◆ **Task description**:
Which lines in the records below hold the word "ResolvedSymbol"? Copy each of them.

(Stored entries)
# # # # #

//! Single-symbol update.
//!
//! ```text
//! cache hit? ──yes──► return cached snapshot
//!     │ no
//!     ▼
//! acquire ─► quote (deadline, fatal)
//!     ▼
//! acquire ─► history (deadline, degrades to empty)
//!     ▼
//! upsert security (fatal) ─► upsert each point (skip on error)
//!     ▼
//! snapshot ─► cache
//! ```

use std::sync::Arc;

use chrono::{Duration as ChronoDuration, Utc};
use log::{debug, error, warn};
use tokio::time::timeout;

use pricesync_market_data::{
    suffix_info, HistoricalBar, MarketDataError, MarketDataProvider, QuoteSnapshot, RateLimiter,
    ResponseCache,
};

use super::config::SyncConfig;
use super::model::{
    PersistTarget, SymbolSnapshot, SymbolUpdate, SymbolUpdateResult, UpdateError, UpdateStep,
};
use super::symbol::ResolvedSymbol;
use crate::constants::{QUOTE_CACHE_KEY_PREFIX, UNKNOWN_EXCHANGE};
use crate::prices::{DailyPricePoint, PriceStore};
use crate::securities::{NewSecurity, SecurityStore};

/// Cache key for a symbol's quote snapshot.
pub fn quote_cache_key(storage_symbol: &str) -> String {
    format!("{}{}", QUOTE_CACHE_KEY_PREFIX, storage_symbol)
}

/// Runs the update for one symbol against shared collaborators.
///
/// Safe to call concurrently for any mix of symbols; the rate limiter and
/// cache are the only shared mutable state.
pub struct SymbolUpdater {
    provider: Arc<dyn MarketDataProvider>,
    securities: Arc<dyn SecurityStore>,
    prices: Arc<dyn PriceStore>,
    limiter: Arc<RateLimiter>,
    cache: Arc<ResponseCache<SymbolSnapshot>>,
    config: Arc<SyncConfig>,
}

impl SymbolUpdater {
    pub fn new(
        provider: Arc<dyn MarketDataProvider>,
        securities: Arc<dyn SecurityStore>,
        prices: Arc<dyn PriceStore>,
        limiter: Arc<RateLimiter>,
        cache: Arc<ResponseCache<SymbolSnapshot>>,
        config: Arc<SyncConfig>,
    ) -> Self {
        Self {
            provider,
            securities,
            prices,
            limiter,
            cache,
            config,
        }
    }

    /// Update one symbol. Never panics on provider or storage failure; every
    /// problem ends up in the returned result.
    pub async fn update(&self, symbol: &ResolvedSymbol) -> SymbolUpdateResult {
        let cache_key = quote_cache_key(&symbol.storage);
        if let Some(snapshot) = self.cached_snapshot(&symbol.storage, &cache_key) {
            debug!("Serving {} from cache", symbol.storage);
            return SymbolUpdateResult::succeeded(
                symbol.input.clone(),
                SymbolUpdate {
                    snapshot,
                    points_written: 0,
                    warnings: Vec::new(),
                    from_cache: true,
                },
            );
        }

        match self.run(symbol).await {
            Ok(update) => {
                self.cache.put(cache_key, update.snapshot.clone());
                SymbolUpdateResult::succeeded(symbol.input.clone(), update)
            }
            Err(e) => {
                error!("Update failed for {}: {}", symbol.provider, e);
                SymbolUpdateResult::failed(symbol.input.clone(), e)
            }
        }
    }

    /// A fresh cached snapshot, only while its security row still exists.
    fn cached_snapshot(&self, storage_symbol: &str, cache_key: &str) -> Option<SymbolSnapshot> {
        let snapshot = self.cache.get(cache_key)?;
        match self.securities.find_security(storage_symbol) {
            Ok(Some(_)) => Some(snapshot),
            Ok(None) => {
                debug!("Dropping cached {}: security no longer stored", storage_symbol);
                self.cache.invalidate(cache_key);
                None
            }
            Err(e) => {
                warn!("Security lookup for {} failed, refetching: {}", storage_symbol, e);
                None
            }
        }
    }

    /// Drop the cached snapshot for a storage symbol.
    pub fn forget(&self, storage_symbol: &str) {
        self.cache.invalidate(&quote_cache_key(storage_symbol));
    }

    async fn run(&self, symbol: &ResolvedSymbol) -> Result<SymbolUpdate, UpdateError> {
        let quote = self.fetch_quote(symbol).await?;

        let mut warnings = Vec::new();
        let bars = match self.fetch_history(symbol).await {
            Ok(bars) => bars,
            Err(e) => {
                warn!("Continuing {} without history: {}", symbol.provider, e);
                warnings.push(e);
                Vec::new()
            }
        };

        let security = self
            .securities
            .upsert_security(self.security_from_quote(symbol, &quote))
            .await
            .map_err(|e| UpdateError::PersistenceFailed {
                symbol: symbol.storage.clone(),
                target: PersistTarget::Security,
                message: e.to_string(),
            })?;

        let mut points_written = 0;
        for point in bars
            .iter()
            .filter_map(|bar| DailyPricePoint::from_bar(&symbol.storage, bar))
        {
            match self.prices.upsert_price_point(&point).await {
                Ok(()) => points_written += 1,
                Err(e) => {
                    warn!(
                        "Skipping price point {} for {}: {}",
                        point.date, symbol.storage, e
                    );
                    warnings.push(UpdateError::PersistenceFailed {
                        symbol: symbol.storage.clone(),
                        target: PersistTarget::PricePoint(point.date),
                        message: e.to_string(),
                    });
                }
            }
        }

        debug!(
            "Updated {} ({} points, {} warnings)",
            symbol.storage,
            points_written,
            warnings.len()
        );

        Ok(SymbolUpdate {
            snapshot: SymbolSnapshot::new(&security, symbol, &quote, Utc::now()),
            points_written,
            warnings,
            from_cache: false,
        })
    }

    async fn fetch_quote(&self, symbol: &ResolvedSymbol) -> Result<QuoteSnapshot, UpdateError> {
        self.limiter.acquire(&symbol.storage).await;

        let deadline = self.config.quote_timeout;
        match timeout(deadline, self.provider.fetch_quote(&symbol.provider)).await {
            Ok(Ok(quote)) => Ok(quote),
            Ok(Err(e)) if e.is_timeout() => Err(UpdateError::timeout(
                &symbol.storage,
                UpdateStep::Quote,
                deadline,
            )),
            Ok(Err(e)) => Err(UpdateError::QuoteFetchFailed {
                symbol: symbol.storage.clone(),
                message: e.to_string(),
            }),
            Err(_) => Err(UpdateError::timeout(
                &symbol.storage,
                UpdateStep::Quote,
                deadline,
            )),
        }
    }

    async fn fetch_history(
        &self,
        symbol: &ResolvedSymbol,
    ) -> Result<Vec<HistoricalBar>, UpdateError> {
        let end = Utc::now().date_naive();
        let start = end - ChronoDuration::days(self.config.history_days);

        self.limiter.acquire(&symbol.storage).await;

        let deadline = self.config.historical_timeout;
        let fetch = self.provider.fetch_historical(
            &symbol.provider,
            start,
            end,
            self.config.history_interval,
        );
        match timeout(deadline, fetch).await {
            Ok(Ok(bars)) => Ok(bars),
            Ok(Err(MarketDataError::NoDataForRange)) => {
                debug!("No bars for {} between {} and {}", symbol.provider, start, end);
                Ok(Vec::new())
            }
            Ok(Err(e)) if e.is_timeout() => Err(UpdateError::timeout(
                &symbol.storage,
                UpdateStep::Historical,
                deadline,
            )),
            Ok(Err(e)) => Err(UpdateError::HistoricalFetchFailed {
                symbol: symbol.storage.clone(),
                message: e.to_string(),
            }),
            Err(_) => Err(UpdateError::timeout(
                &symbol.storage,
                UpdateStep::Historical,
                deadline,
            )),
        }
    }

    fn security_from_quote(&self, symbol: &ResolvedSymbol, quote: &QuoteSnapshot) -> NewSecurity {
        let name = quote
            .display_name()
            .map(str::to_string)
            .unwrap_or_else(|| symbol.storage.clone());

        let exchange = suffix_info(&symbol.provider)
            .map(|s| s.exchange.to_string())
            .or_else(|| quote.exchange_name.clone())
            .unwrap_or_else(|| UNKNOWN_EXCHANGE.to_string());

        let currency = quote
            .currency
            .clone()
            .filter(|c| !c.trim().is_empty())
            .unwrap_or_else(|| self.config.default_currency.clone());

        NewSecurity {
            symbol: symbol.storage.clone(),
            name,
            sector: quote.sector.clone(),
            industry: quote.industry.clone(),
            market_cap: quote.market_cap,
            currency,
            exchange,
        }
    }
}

# # # # #

◆ **Solution to this exercise**:
use super::symbol::ResolvedSymbol;
    pub async fn update(&self, symbol: &ResolvedSymbol) -> SymbolUpdateResult {
    async fn run(&self, symbol: &ResolvedSymbol) -> Result<SymbolUpdate, UpdateError> {
    async fn fetch_quote(&self, symbol: &ResolvedSymbol) -> Result<QuoteSnapshot, UpdateError> {
        symbol: &ResolvedSymbol,
    fn security_from_quote(&self, symbol: &ResolvedSymbol, quote: &QuoteSnapshot) -> NewSecurity {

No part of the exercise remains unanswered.